The project I’m working on involves parsing a rather large (24+ meg) input file. At the moment, I don’t know anything about the output format which is required, so I’m working on parsing the file and turning into an almost vermatim XML representation of the original file. The idea is that once it’s in XML, it will be a relativley trivial task to apply a transformation to the XML to convert it into teh target format.
The input file is in ASAP2 format (some kind of engineering thing). Fortunatley, this file format is well specified, and the documentation comes with the EBNF notation. This means it should be a relativley simple task to build a grammar file to feed to a parser generator and get it to do all the hard work for me.
Easily said
Now I find myself in the strange dark woods that is compiler theory. I never imagined I would find myself in this place. But apparently one can’t tackle parser theory without having to get your feet wet in compiler theory.
I’m hoping this work pays off in the long term, but right now I’m finding it hard going. The two parser generators I’ve been looking at, antlr and javacc, have appalling documentation (for a beginner).

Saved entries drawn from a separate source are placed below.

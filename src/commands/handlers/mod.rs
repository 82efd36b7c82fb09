//! Command handlers.
//!
//! Each handler is a pure function producing a [`CommandOutput`]; none of
//! them touch interpreter state directly.

pub mod content;
pub mod system;

use super::definitions::CommandKind;
use super::output::CommandOutput;

/// Context provided to command handlers.
#[derive(Debug, Clone, Copy)]
pub struct CommandContext<'a> {
    /// Shell name used as the error prefix (`bash`).
    pub shell: &'a str,
    /// The trimmed input line that triggered the command.
    pub input: &'a str,
}

/// Runs the handler bound to `kind`.
pub fn dispatch(kind: CommandKind, ctx: &CommandContext<'_>) -> CommandOutput {
    match kind {
        CommandKind::Help => content::handle_help(),
        CommandKind::About => content::handle_about(),
        CommandKind::Skills => content::handle_skills(),
        CommandKind::Projects => content::handle_projects(),
        CommandKind::Certifications => content::handle_certifications(),
        CommandKind::Challenges => content::handle_challenges(),
        CommandKind::Contact => content::handle_contact(),
        CommandKind::List => content::handle_list(),
        CommandKind::Gui => system::handle_gui(),
        CommandKind::Exit => system::handle_exit(),
        CommandKind::Clear => system::handle_clear(),
        CommandKind::ChangeDirectory => system::handle_change_directory(ctx.shell, ctx.input),
    }
}
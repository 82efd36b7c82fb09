//! The live prompt: one persistent input slot.
//!
//! The prompt is never rebuilt between commands. After each submission it is
//! cleared and re-enabled in place.

use super::text::{find_word_end_forward, find_word_start_backward};

/// Text being typed plus a cursor (character index).
#[derive(Debug, Clone)]
pub struct PromptState {
    text: String,
    cursor: usize,
    enabled: bool,
}

impl Default for PromptState {
    fn default() -> Self {
        Self {
            text: String::new(),
            cursor: 0,
            enabled: true,
        }
    }
}

impl PromptState {
    pub fn new() -> Self {
        Self::default()
    }

    pub fn text(&self) -> &str {
        &self.text
    }

    pub fn cursor(&self) -> usize {
        self.cursor
    }

    /// Whether the prompt accepts edits. Disabled between submission and reset.
    pub fn is_enabled(&self) -> bool {
        self.enabled
    }

    pub fn is_empty(&self) -> bool {
        self.text.is_empty()
    }

    fn char_count(&self) -> usize {
        self.text.chars().count()
    }

    fn byte_index(&self, char_idx: usize) -> usize {
        self.text
            .char_indices()
            .nth(char_idx)
            .map(|(i, _)| i)
            .unwrap_or(self.text.len())
    }

    /// Inserts a character at the cursor position.
    pub fn insert(&mut self, c: char) {
        if !self.enabled {
            return;
        }
        let idx = self.byte_index(self.cursor);
        self.text.insert(idx, c);
        self.cursor += 1;
    }

    /// Inserts a string at the cursor position.
    pub fn insert_str(&mut self, s: &str) {
        for c in s.chars() {
            self.insert(c);
        }
    }

    /// Deletes the character before the cursor.
    pub fn backspace(&mut self) {
        if !self.enabled || self.cursor == 0 {
            return;
        }
        self.cursor -= 1;
        let idx = self.byte_index(self.cursor);
        self.text.remove(idx);
    }

    /// Deletes the character at the cursor.
    pub fn delete(&mut self) {
        if !self.enabled || self.cursor >= self.char_count() {
            return;
        }
        let idx = self.byte_index(self.cursor);
        self.text.remove(idx);
    }

    /// Deletes the word before the cursor (Ctrl+W).
    pub fn delete_word_backward(&mut self) {
        if !self.enabled {
            return;
        }
        let start = find_word_start_backward(&self.text, self.cursor);
        let (from, to) = (self.byte_index(start), self.byte_index(self.cursor));
        self.text.replace_range(from..to, "");
        self.cursor = start;
    }

    /// Deletes the word after the cursor (Alt+D).
    pub fn delete_word_forward(&mut self) {
        if !self.enabled {
            return;
        }
        let end = find_word_end_forward(&self.text, self.cursor);
        let (from, to) = (self.byte_index(self.cursor), self.byte_index(end));
        self.text.replace_range(from..to, "");
    }

    /// Deletes everything before the cursor (Ctrl+U).
    pub fn delete_to_start(&mut self) {
        if !self.enabled {
            return;
        }
        let to = self.byte_index(self.cursor);
        self.text.replace_range(..to, "");
        self.cursor = 0;
    }

    pub fn move_left(&mut self) {
        self.cursor = self.cursor.saturating_sub(1);
    }

    pub fn move_right(&mut self) {
        if self.cursor < self.char_count() {
            self.cursor += 1;
        }
    }

    pub fn move_home(&mut self) {
        self.cursor = 0;
    }

    pub fn move_end(&mut self) {
        self.cursor = self.char_count();
    }

    /// Replaces the whole text and puts the cursor at the end.
    pub fn set_text(&mut self, text: impl Into<String>) {
        self.text = text.into();
        self.cursor = self.char_count();
    }

    /// Locks the prompt and hands back its text.
    pub fn submit(&mut self) -> String {
        self.enabled = false;
        self.text.clone()
    }

    /// Clears the text and re-enables input.
    pub fn reset(&mut self) {
        self.text.clear();
        self.cursor = 0;
        self.enabled = true;
    }

    /// Re-enables input without touching the text.
    pub fn enable(&mut self) {
        self.enabled = true;
    }
}

#[cfg(test)]
mod tests {
    use super::*;

    fn prompt_with(text: &str) -> PromptState {
        let mut prompt = PromptState::new();
        prompt.insert_str(text);
        prompt
    }

    #[test]
    fn test_insert_and_cursor() {
        let prompt = prompt_with("ls");
        assert_eq!(prompt.text(), "ls");
        assert_eq!(prompt.cursor(), 2);
    }

    #[test]
    fn test_insert_mid_text() {
        let mut prompt = prompt_with("c -help");
        prompt.move_home();
        prompt.move_right();
        prompt.insert('r');
        assert_eq!(prompt.text(), "cr -help");
        assert_eq!(prompt.cursor(), 2);
    }

    #[test]
    fn test_backspace_and_delete() {
        let mut prompt = prompt_with("clearx");
        prompt.backspace();
        assert_eq!(prompt.text(), "clear");

        prompt.move_home();
        prompt.delete();
        assert_eq!(prompt.text(), "lear");
        assert_eq!(prompt.cursor(), 0);

        prompt.backspace();
        assert_eq!(prompt.text(), "lear");
    }

    #[test]
    fn test_multibyte_characters() {
        let mut prompt = prompt_with("a➤b");
        assert_eq!(prompt.cursor(), 3);
        prompt.move_left();
        prompt.backspace();
        assert_eq!(prompt.text(), "ab");
        assert_eq!(prompt.cursor(), 1);
    }

    #[test]
    fn test_delete_word_backward() {
        let mut prompt = prompt_with("crombo -skills");
        prompt.delete_word_backward();
        assert_eq!(prompt.text(), "crombo ");
        assert_eq!(prompt.cursor(), 7);
    }

    #[test]
    fn test_delete_word_forward() {
        let mut prompt = prompt_with("cr -about");
        prompt.move_home();
        prompt.delete_word_forward();
        assert_eq!(prompt.text(), " -about");
        assert_eq!(prompt.cursor(), 0);
    }

    #[test]
    fn test_delete_to_start() {
        let mut prompt = prompt_with("cr -contact");
        prompt.move_left();
        prompt.delete_to_start();
        assert_eq!(prompt.text(), "t");
        assert_eq!(prompt.cursor(), 0);
    }

    #[test]
    fn test_submit_disables_until_reset() {
        let mut prompt = prompt_with("ls");
        assert_eq!(prompt.submit(), "ls");
        assert!(!prompt.is_enabled());

        prompt.insert('x');
        assert_eq!(prompt.text(), "ls");

        prompt.reset();
        assert!(prompt.is_enabled());
        assert!(prompt.is_empty());
        assert_eq!(prompt.cursor(), 0);
    }

    #[test]
    fn test_set_text_moves_cursor_to_end() {
        let mut prompt = PromptState::new();
        prompt.set_text("cr -projects");
        assert_eq!(prompt.cursor(), 12);
    }
}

I get pretty tired of the “if you need to ask, you aren’t worthy of the answer” attitude in many computing circles. Well, I need to ask, and right now, I’, finding the “documentation” on the above mentioned programs web sites next to useless.
What I did find, was The University Of Birminghams’ tutorial pages which have a great tutorial on antlr. You guys rock. (this does make me wonder why our own CS department here at Swinburne doesn’t have such resources online?)